| KHlover said: As long as the NSA doesn't start torturing common US citizens on a somewhat greater scale I don't think you can quite compare the two entities yet... |
From what I know, torture was never a big part of the Stasi activities. I've hardly ever even heard claims about the Stasi torturing people. But since you made me wonder, I just looked it up on Wikipedia - the english page mentions torture just once, claiming that by the 1970 they stopped all such activities, because they were considered "too crude". And even the quite extensive german page mentions torture just once, saying that by 1956 they considered stopping all such activities.
So despite the fact that they may have tortured, especially in the beginning, torture is not what the Stasi was infamous for. When people nowadays hear "torture", I'm sure even 95% of former east germans would rather think of Guantanamo, Abu Ghraib etc. than the Stasi.

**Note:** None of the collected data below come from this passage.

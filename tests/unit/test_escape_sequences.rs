//! Unit tests for the escape sequence driver

use blockclock::{Color, SharedBuffer, TerminalDriver};

fn capture(f: impl FnOnce(&mut TerminalDriver<SharedBuffer>)) -> String {
    let buffer = SharedBuffer::new();
    let mut driver = TerminalDriver::new(buffer.clone());
    f(&mut driver);
    buffer.to_string_lossy()
}

#[cfg(test)]
mod escape_sequence_tests {
    use super::*;

    #[test]
    fn test_clear_screen() {
        assert_eq!(capture(|d| d.clear_screen()), "\x1b[2J");
    }

    #[test]
    fn test_move_cursor() {
        assert_eq!(capture(|d| d.move_cursor(1, 1)), "\x1b[1;1H");
        assert_eq!(capture(|d| d.move_cursor(24, 80)), "\x1b[24;80H");
    }

    #[test]
    fn test_color_table() {
        let expected = [
            (Color::Red, "\x1b[31m"),
            (Color::Green, "\x1b[32m"),
            (Color::Blue, "\x1b[34m"),
            (Color::Yellow, "\x1b[33m"),
        ];
        for (color, code) in expected {
            assert_eq!(capture(|d| d.set_color(color)), code);
            assert_eq!(capture(|d| d.set_color_id(color.id())), code);
        }
    }

    #[test]
    fn test_reset_color() {
        assert_eq!(capture(|d| d.reset_color()), "\x1b[0m");
    }

    #[test]
    fn test_unrecognized_identity_changes_nothing() {
        let base = capture(|d| {
            d.move_cursor(5, 5);
            d.write_glyph('■');
        });

        for id in [-3, 0, 5, 31, i32::MAX] {
            let with_unknown = capture(|d| {
                d.move_cursor(5, 5);
                d.set_color_id(id);
                d.write_glyph('■');
            });
            assert_eq!(with_unknown, base, "identity {} emitted output", id);
        }
    }

    #[test]
    fn test_clock_text_is_literal() {
        assert_eq!(
            capture(|d| {
                d.move_cursor(24, 1);
                d.write_text("25:00:00");
            }),
            "\x1b[24;1H25:00:00"
        );
    }
}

| KHlover said: That's the beauty of the old-school methods - the data is already pretty much processed (and thus compressed), you don't have nearly as much completely useless clutter. |
Sure. The Stasi had just one billionth the amount of information that the NSA collects in one single data center - but the quality of that information was very high, the information was condensed.
But this is not about claiming that the NSA being as worse or even worse than the Stasi anyway. You cannot really compare the two anyway - the NSA is just once of about 15 intelligence services in the USA, each having a specific agenda, while the Stasi was one big national all-in-one agency that was responsible for just everything.
But the sheer amount of data the NSA collects is just incredible I think. Can you even imagine an area twice the size of the USA, the complete surface being covered with full filing drawers? I can't... That's just... so much data!